Department of Tissue Engineering and Regenerative Medicine, Faculty of Advanced Technologies in Medicine, Iran University of Medical Sciences, Tehran, Iran; Cellular and Molecular Research Centre, Iran University of Medical Sciences, Tehran, Iran; Department of Textile Engineering, Amirkabir University of Technology, Tehran, Iran; Department of Pharmaceutics, University of Minnesota, MN, USA.
Department of Textile Engineering, Amirkabir University of Technology, Tehran, Iran.
Mater Sci Eng C Mater Biol Appl. 2021 Feb;121:111855. doi: 10.1016/j.msec.2020.111855. Epub 2021 Jan 6.
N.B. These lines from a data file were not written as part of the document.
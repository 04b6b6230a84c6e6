use std::fmt;

/// Written once before the root's line.
const ROOT_LABEL: &str = "root: ";

/// Which child slot of a node a line of the rendering describes.
#[derive(Copy, Clone, Debug, PartialEq, Eq)]
enum Side {
    Left,
    Right,
}

impl Side {
    /// The line written in place of a missing child.
    fn placeholder(self) -> &'static str {
        match self {
            Side::Left => "<no left node>",
            Side::Right => "<no right node>",
        }
    }
}

/// A line of the rendering that hasn't been written yet.
enum Pending<N> {
    /// A node at the given depth. Its children get pushed once its own line is written.
    Node(N, usize),
    /// An empty child slot at the given depth.
    Missing(Side, usize),
}

impl<N> Pending<N> {
    fn child(slot: Option<N>, side: Side, depth: usize) -> Self {
        match slot {
            Some(node) => Pending::Node(node, depth),
            None => Pending::Missing(side, depth),
        }
    }
}

/// Renders the subtree under `root` in pre-order: a node's value, then its left child, then its
/// right child, each one tab deeper than its parent. `expand` maps a node handle to its value and
/// its two child handles so both tree flavors can share this.
///
/// The work is driven by an explicit stack so deep (unbalanced) trees don't exhaust the call
/// stack.
pub(crate) fn render<'a, N, T, W>(
    out: &mut W,
    root: N,
    mut expand: impl FnMut(N) -> (&'a T, Option<N>, Option<N>),
) -> fmt::Result
where
    T: fmt::Display + 'a,
    W: fmt::Write + ?Sized,
{
    out.write_str(ROOT_LABEL)?;

    let mut pending = vec![Pending::Node(root, 0)];
    while let Some(line) = pending.pop() {
        match line {
            Pending::Node(node, depth) => {
                let (value, left, right) = expand(node);
                write_indent(out, depth)?;
                writeln!(out, "{}", value)?;

                // Right first so the left subtree is popped (and written) first.
                pending.push(Pending::child(right, Side::Right, depth + 1));
                pending.push(Pending::child(left, Side::Left, depth + 1));
            }
            Pending::Missing(side, depth) => {
                write_indent(out, depth)?;
                writeln!(out, "{}", side.placeholder())?;
            }
        }
    }

    Ok(())
}

fn write_indent<W>(out: &mut W, depth: usize) -> fmt::Result
where
    W: fmt::Write + ?Sized,
{
    for _ in 0..depth {
        out.write_char('\t')?;
    }
    Ok(())
}

#[cfg(test)]
mod tests {
    use super::*;

    /// A tiny hand-built tree addressed by indices into a slice.
    struct Fixture {
        values: &'static [i32],
        children: &'static [(Option<usize>, Option<usize>)],
    }

    impl Fixture {
        fn render(&self) -> String {
            let mut out = String::new();
            render(&mut out, 0, |i| (&self.values[i], self.children[i].0, self.children[i].1))
                .unwrap();
            out
        }
    }

    #[test]
    fn single_node_gets_both_placeholders() {
        let fixture = Fixture {
            values: &[1],
            children: &[(None, None)],
        };

        assert_eq!(
            fixture.render(),
            "root: 1\n\t<no left node>\n\t<no right node>\n"
        );
    }

    #[test]
    fn left_subtree_is_written_before_right_subtree() {
        let fixture = Fixture {
            values: &[2, 1, 3],
            children: &[(Some(1), Some(2)), (None, None), (None, None)],
        };

        pretty_assertions::assert_eq!(
            fixture.render(),
            concat!(
                "root: 2\n",
                "\t1\n",
                "\t\t<no left node>\n",
                "\t\t<no right node>\n",
                "\t3\n",
                "\t\t<no left node>\n",
                "\t\t<no right node>\n",
            )
        );
    }

    #[test]
    fn placeholders_name_their_side() {
        assert_eq!(Side::Left.placeholder(), "<no left node>");
        assert_eq!(Side::Right.placeholder(), "<no right node>");
    }
}
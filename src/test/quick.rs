use quickcheck::{Arbitrary, Gen};

/// An enum for the various kinds of "things" to do to
/// binary search trees in a quicktest.
#[derive(Copy, Clone, Debug)]
pub(crate) enum Op<T> {
    /// Insert the T into the data structure
    Insert(T),
    /// Delete one copy of the T from the data structure
    Delete(T),
    /// Look the T up
    Find(T),
}

impl<T> Arbitrary for Op<T>
where
    T: Arbitrary,
{
    /// Tells quickcheck how to randomly choose an operation. Inserts are
    /// weighted up so trees actually grow.
    fn arbitrary(g: &mut Gen) -> Self {
        match g.choose(&[0, 0, 1, 2]).unwrap() {
            0 => Op::Insert(T::arbitrary(g)),
            1 => Op::Delete(T::arbitrary(g)),
            2 => Op::Find(T::arbitrary(g)),
            _ => unreachable!(),
        }
    }
}
use std::fmt;
use std::str::FromStr;

use chrono::{DateTime, Utc};
use serde::{Deserialize, Serialize};

use crate::error::DomainError;

pub const TITLE_MAX_CHARS: usize = 100;
pub const BODY_MAX_CHARS: usize = 300;

/// Post category, stored as a single-letter code.
#[derive(Debug, Clone, Copy, PartialEq, Eq, Hash, Serialize, Deserialize)]
pub enum Category {
    #[serde(rename = "G")]
    Games,
    #[serde(rename = "F")]
    FilmTv,
    #[serde(rename = "M")]
    Music,
}

impl Category {
    pub const ALL: [Category; 3] = [Category::Games, Category::FilmTv, Category::Music];

    pub fn code(self) -> &'static str {
        match self {
            Category::Games => "G",
            Category::FilmTv => "F",
            Category::Music => "M",
        }
    }

    pub fn label(self) -> &'static str {
        match self {
            Category::Games => "🎮 Games",
            Category::FilmTv => "🎥 Film/TV",
            Category::Music => "🎵 Music",
        }
    }

    pub fn from_code(code: &str) -> Option<Self> {
        Self::ALL.into_iter().find(|c| c.code() == code)
    }
}

impl FromStr for Category {
    type Err = DomainError;

    /// Accepts the display label, the bare name or the stored code.
    fn from_str(s: &str) -> Result<Self, Self::Err> {
        let s = s.trim();
        let name = s
            .split_once(' ')
            .filter(|(prefix, _)| !prefix.is_ascii())
            .map(|(_, rest)| rest.trim())
            .unwrap_or(s);

        match name.to_ascii_lowercase().as_str() {
            "g" | "games" => Ok(Category::Games),
            "f" | "film/tv" | "film-tv" | "filmtv" => Ok(Category::FilmTv),
            "m" | "music" => Ok(Category::Music),
            _ => Err(DomainError::validation(format!(
                "Invalid category '{s}'. Must be Games, Film/TV or Music"
            ))),
        }
    }
}

impl fmt::Display for Category {
    fn fmt(&self, f: &mut fmt::Formatter<'_>) -> fmt::Result {
        f.write_str(self.label())
    }
}

/// Post entity - a categorized, image-bearing post.
#[derive(Debug, Clone, Serialize, Deserialize)]
pub struct Post {
    pub id: i32,
    pub poster_id: i32,
    pub title: String,
    pub body: String,
    pub category: Category,
    pub image_url: Option<String>,
    pub like_count: i32,
    pub reply_count: i32,
    pub created_at: DateTime<Utc>,
}

/// A validated post waiting to be inserted.
#[derive(Debug, Clone)]
pub struct NewPost {
    pub poster_id: i32,
    pub title: String,
    pub body: String,
    pub category: Category,
    pub image_url: Option<String>,
}

impl NewPost {
    pub fn new(
        poster_id: i32,
        title: String,
        body: String,
        category: Category,
    ) -> Result<Self, DomainError> {
        let title = title.trim().to_string();
        if title.is_empty() || body.trim().is_empty() {
            return Err(DomainError::validation(
                "Title, body, and category are required",
            ));
        }
        if title.chars().count() > TITLE_MAX_CHARS {
            return Err(DomainError::validation(format!(
                "Title must not exceed {TITLE_MAX_CHARS} characters"
            )));
        }
        validate_body(&body)?;

        Ok(Self {
            poster_id,
            title,
            body,
            category,
            image_url: None,
        })
    }

    pub fn with_image(mut self, image_url: impl Into<String>) -> Self {
        self.image_url = Some(image_url.into());
        self
    }
}

/// A post joined with its author and the caller's like state.
#[derive(Debug, Clone, Serialize, Deserialize)]
pub struct PostView {
    pub post: Post,
    pub username: String,
    pub profile_picture: Option<String>,
    pub liked: bool,
}

/// Body text shared by posts and replies is capped in characters, not bytes.
pub fn validate_body(body: &str) -> Result<(), DomainError> {
    if body.chars().count() > BODY_MAX_CHARS {
        return Err(DomainError::validation(format!(
            "Body must not exceed {BODY_MAX_CHARS} characters"
        )));
    }
    Ok(())
}
//! Migration CLI tool.

use sea_orm_migration::prelude::*;

#[tokio::main]
async fn main() {
    dotenvy::dotenv().ok();

    tracing_subscriber::fmt().with_env_filter("info").init();

    tracing::info!("Running Play Grade migrations");
    cli::run_cli(migration::Migrator).await;
}
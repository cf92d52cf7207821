//! RFC 7807 problem details for error responses.

use serde::{Deserialize, Serialize};

/// RFC 7807 Problem Details for HTTP APIs.
///
/// See: https://datatracker.ietf.org/doc/html/rfc7807
#[derive(Debug, Clone, Serialize, Deserialize)]
pub struct ErrorResponse {
    /// A URI reference that identifies the problem type.
    #[serde(rename = "type")]
    pub error_type: String,

    /// A short, human-readable summary of the problem type.
    pub title: String,

    /// The HTTP status code.
    pub status: u16,

    /// A human-readable explanation specific to this occurrence.
    #[serde(skip_serializing_if = "Option::is_none")]
    pub detail: Option<String>,

    /// Request ID for debugging purposes.
    #[serde(skip_serializing_if = "Option::is_none")]
    pub request_id: Option<String>,
}

impl ErrorResponse {
    pub fn new(status: u16, title: impl Into<String>) -> Self {
        Self {
            error_type: "about:blank".to_string(),
            title: title.into(),
            status,
            detail: None,
            request_id: None,
        }
    }

    pub fn with_detail(mut self, detail: impl Into<String>) -> Self {
        self.detail = Some(detail.into());
        self
    }

    pub fn with_request_id(mut self, request_id: impl Into<String>) -> Self {
        self.request_id = Some(request_id.into());
        self
    }

    pub fn bad_request(detail: impl Into<String>) -> Self {
        Self::new(400, "Bad Request").with_detail(detail)
    }

    pub fn unauthorized(detail: impl Into<String>) -> Self {
        Self::new(401, "Unauthorized").with_detail(detail)
    }

    pub fn forbidden(detail: impl Into<String>) -> Self {
        Self::new(403, "Forbidden").with_detail(detail)
    }

    pub fn not_found(detail: impl Into<String>) -> Self {
        Self::new(404, "Not Found").with_detail(detail)
    }

    pub fn payload_too_large(detail: impl Into<String>) -> Self {
        Self::new(413, "Payload Too Large").with_detail(detail)
    }

    pub fn internal_error() -> Self {
        Self::new(500, "Internal Server Error")
    }
}
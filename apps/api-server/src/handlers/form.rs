//! Buffered multipart form reading with a size cap.

use std::collections::HashMap;

use actix_multipart::Multipart;
use futures::StreamExt;

use playgrade_core::domain::image_extension;

use crate::middleware::error::{AppError, AppResult};
use crate::state::AppState;

/// A file part of a multipart form.
#[derive(Debug)]
pub struct UploadedFile {
    pub filename: String,
    pub bytes: Vec<u8>,
}

/// Text fields and files of one multipart request.
#[derive(Debug, Default)]
pub struct UploadForm {
    fields: HashMap<String, String>,
    files: HashMap<String, UploadedFile>,
}

impl UploadForm {
    /// Drain the payload. Fails with 413 once more than `max_bytes` arrive.
    pub async fn read(mut payload: Multipart, max_bytes: usize) -> AppResult<Self> {
        let mut form = Self::default();
        let mut total = 0usize;

        while let Some(field) = payload.next().await {
            let mut field =
                field.map_err(|e| AppError::bad_request(format!("Invalid multipart body: {e}")))?;

            let name = field.name().unwrap_or_default().to_owned();
            let filename = field
                .content_disposition()
                .and_then(|cd| cd.get_filename())
                .map(str::to_owned);

            let mut data = Vec::new();
            while let Some(chunk) = field.next().await {
                let chunk = chunk
                    .map_err(|e| AppError::bad_request(format!("Invalid multipart body: {e}")))?;
                total += chunk.len();
                if total > max_bytes {
                    return Err(AppError::PayloadTooLarge(format!(
                        "Upload exceeds the {max_bytes} byte limit"
                    )));
                }
                data.extend_from_slice(&chunk);
            }

            match filename {
                // Browsers send an unnamed empty part for an untouched file input.
                Some(filename) if filename.is_empty() && data.is_empty() => {}
                Some(filename) => {
                    form.files.insert(
                        name,
                        UploadedFile {
                            filename,
                            bytes: data,
                        },
                    );
                }
                None => {
                    let value = String::from_utf8(data).map_err(|_| {
                        AppError::bad_request(format!("Field '{name}' is not valid UTF-8"))
                    })?;
                    form.fields.insert(name, value);
                }
            }
        }

        Ok(form)
    }

    /// A text field, trimmed; `None` if missing or blank.
    pub fn text(&self, name: &str) -> Option<&str> {
        self.fields
            .get(name)
            .map(|v| v.trim())
            .filter(|v| !v.is_empty())
    }

    pub fn take_file(&mut self, name: &str) -> Option<UploadedFile> {
        self.files.remove(name)
    }
}

/// Check the extension and store the file under a random name.
/// Returns the public URL.
pub async fn store_image(state: &AppState, file: &UploadedFile) -> AppResult<String> {
    let extension = image_extension(&file.filename)?;
    let url = state.images.save(&extension, &file.bytes).await?;
    Ok(url)
}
Mechanical properties of tissue engineering nanofibrous scaffolds are of importance because they not only determine their ease of application, but also influence the environment for cell growth and proliferation. Cellulose nanocrystals (CNCs) are natural renewable nanoparticles that have been widely used for manipulating nanofibers' mechanical properties. In this article, cellulose nanoparticles were incorporated into poly(caprolactone) (PCL) solution, and composite nanofibers were produced. Ozawa-Flynn-Wall (OFW) methodology and X-ray diffraction were used to investigate the effect of CNC incorporation on PCL crystalline structure and its biological properties. Results showed that CNC incorporation up to 1% increases the crystallization activation energy and reduces the crystal volume, while these factors remain constant above this critical concentration. MTT assay and microscopic images of seeded cells on the nanofiber scaffolds indicated increased cell growth on the samples containing CNC. This behavior could be attributed to their greater hydrophilicity, which was confirmed using parallel exponential kinetics (PEK) model fitting to results obtained from dynamic vapor sorption (DVS) studies. Superior performance of CNC containing samples was also confirmed by in vivo implantation on full-thickness wounds. The wound area faded away more rapidly in these samples. H&E and Masson's trichrome staining showed better regeneration and more developed tissues in wounds treated with PCL-CNC1% nanofibers.
组织工程纳米纤维支架的力学性能很重要,因为它们不仅决定了其应用的便利性,而且还影响了细胞生长和增殖的环境。纤维素纳米晶体(CNC)是天然可再生的纳米颗粒,已被广泛用于控制纳米纤维的力学性能。本文将纤维素纳米颗粒掺入聚己内酯(PCL)溶液中,制备出复合纳米纤维。采用 Ozawa-Flynn-Wall(OFW)方法和 X 射线衍射研究了 CNC 掺入对 PCL 晶体结构及其生物性能的影响。结果表明,CNC 掺入量达到 1%时,会增加 PCL 的结晶活化能并减少晶体体积,而在超过这一临界浓度时,这些因素保持不变。MTT 试验和细胞在纳米纤维支架上的显微镜图像表明,含有 CNC 的样品上的细胞生长增加。这种行为可以归因于它们更高的亲水性,这通过对动态蒸汽吸附(DVS)研究结果进行平行指数动力学(PEK)模型拟合得到了证实。体内全层伤口植入实验也证实了含有 CNC 的样品具有更好的性能。这些样品的伤口面积更快地消失。H&E 和 Masson 三色染色显示,用 PCL-CNC1%纳米纤维处理的伤口有更好的再生和更发达的组织。